What is both scary and exciting – as in, hopeful – is that, regardless of what this godforsaken government does, regardless of how bad their crimes and tyranny and war-mongering get, we are all ultimately going to be faced with that “mere survival” situation, and quite possibly within our lifetime. We might fear the insanity and cruelty of oppressive powers, but that will not hold a candle to struggling against the wrath of Mother Earth when she has had enough of being so mindlessly abused.

Regardless of whether we are surviving tyranny or Nature’s revolt against us, though, the ultimate solution will be the same. We’ll be forced to shed the mortal coil of all this superfluous crap and remember what it’s like to simply survive. And we can only do that together, as communities, where no one loses out and no one takes the lion’s share.
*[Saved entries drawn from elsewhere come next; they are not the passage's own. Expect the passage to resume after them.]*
use std::fmt::Display;
use std::future::Future;
use std::time::Duration;

use tokio::time::sleep;
use tracing::{error, warn};

/// Run `op` up to `max_attempts` times with a fixed `delay` between attempts.
/// Returns the last error once attempts are exhausted.
pub async fn with_retry<T, E, F, Fut>(name: &str, max_attempts: u32, delay: Duration, mut op: F) -> Result<T, E>
where
    F: FnMut() -> Fut,
    Fut: Future<Output = Result<T, E>>,
    E: Display,
{
    let max_attempts = max_attempts.max(1);
    let mut attempt = 1;
    loop {
        match op().await {
            Ok(v) => return Ok(v),
            Err(e) if attempt < max_attempts => {
                warn!(op = name, attempt, max_attempts, error = %e, "attempt failed, retrying in {:?}", delay);
                sleep(delay).await;
                attempt += 1;
            }
            Err(e) => {
                error!(op = name, attempts = max_attempts, error = %e, "giving up");
                return Err(e);
            }
        }
    }
}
Recycling, though of course a good effort toward staving off the inevitable annihilation of the planet, is alas somehow a somewhat cosmetic solution. Do any of us really know what happens to all those plastic water bottles and to-go boxes after we place them on the curb? We have become so completely out of touch with, so abstracted from, the earth that sustains us – indeed, even alienated from the basic awareness that it is always and ultimately the earth that sustains us – that none of us could really easily make the transition from our lives of running water, flush toilets, delivered food and heat, and waste removal, let alone airports and cell phones and SUVs, to anything more primitive. Most of us have encountered this rough kind of life on camping trips or visits to third world countries, but these are really just survival voyeurism. We’re not even phoning it in because we’ve totally lost the number.

My point in all this, I suppose, is to suggest first of all that our only hope for surviving the multifarious insanities of our current world is likely to simply render the insane leaders irrelevant by tending to the needs of our local communities without dependencies upon the powers that be, as best we can. And be prepared for the worst, of course, by recognizing that the basics are really all that matters: food, water, clothing, shelter, medicine, education. Even safety and security tend to take care of themselves to a great extent when everyone is working together, when no one is exploiting his neighbors, and no one is going without.

Blessed are the meek, for they shall possess the land.

A second corollary suggestion might be the simple caution to consider that the principles we are ultimately espousing may only be most fully realized at that edge of survival, or at least with a keen eye to that edge. Once survival and security are assured, then it’s just too tempting to take them for granted and to start harboring what you have, and from there, it’s a slippery slope to hoarding and hating any and all who might take it away.

Still, it is also true that, in those minimal circumstances, folks certainly tend to show their worst, sabotaging the entire community efforts in greedy desperation for survival of the fittest individual, damn the species. Life at the edge will bring out either the best or the worst in us all, make no mistake. So here we are yet again at yet another crucial juncture asking yet another fundamental question: How will each of us decide these priorities for ourselves? How will each of us determine our own principles that guide our actions, where will we draw the lines of compromise, when will we be able to sacrifice integrity, or instead, life itself?

The truth is, we are each faced with these same questions, though on a much smaller scale in terms of immediate consequences, every day. Will we purchase the big SUV for safety, or the hybrid to save the planet? Will we go to WalMart to save money, knowing full well this exploits foreign workers and denies our neighbors decent jobs? Will we speak up when our bosses are mismanaging or worse, or keep our mouths shut, even when someone else loses their job unjustly for the boss’s crimes, or worse, for speaking up when you didn’t?

How does one make those decisions? None of them is a matter of life or death. And yet many will equivocate over a few dollars or the need to keep a job so the mortgage and credit cards can be paid. All that money and all that stuff, so little content, and evidently no contentment.

If we consider that our smallest decisions are often made from vague, unspoken feelings of discontent, then perhaps it is worth considering the possibility that not only is this a bottomless pit, but that larger decisions of greater consequence made from such a place only translate as greed and can only bring destruction. Logically then, in order to find a way out of this bottomless pit, the best guiding principle might well be gratitude, which is the opposite of greed. It’s impossible to be generous when greed is driving the system; what passes as charity in the greedy is really only patronizing self-service. But it is impossible not to be charitable when gratitude prevails.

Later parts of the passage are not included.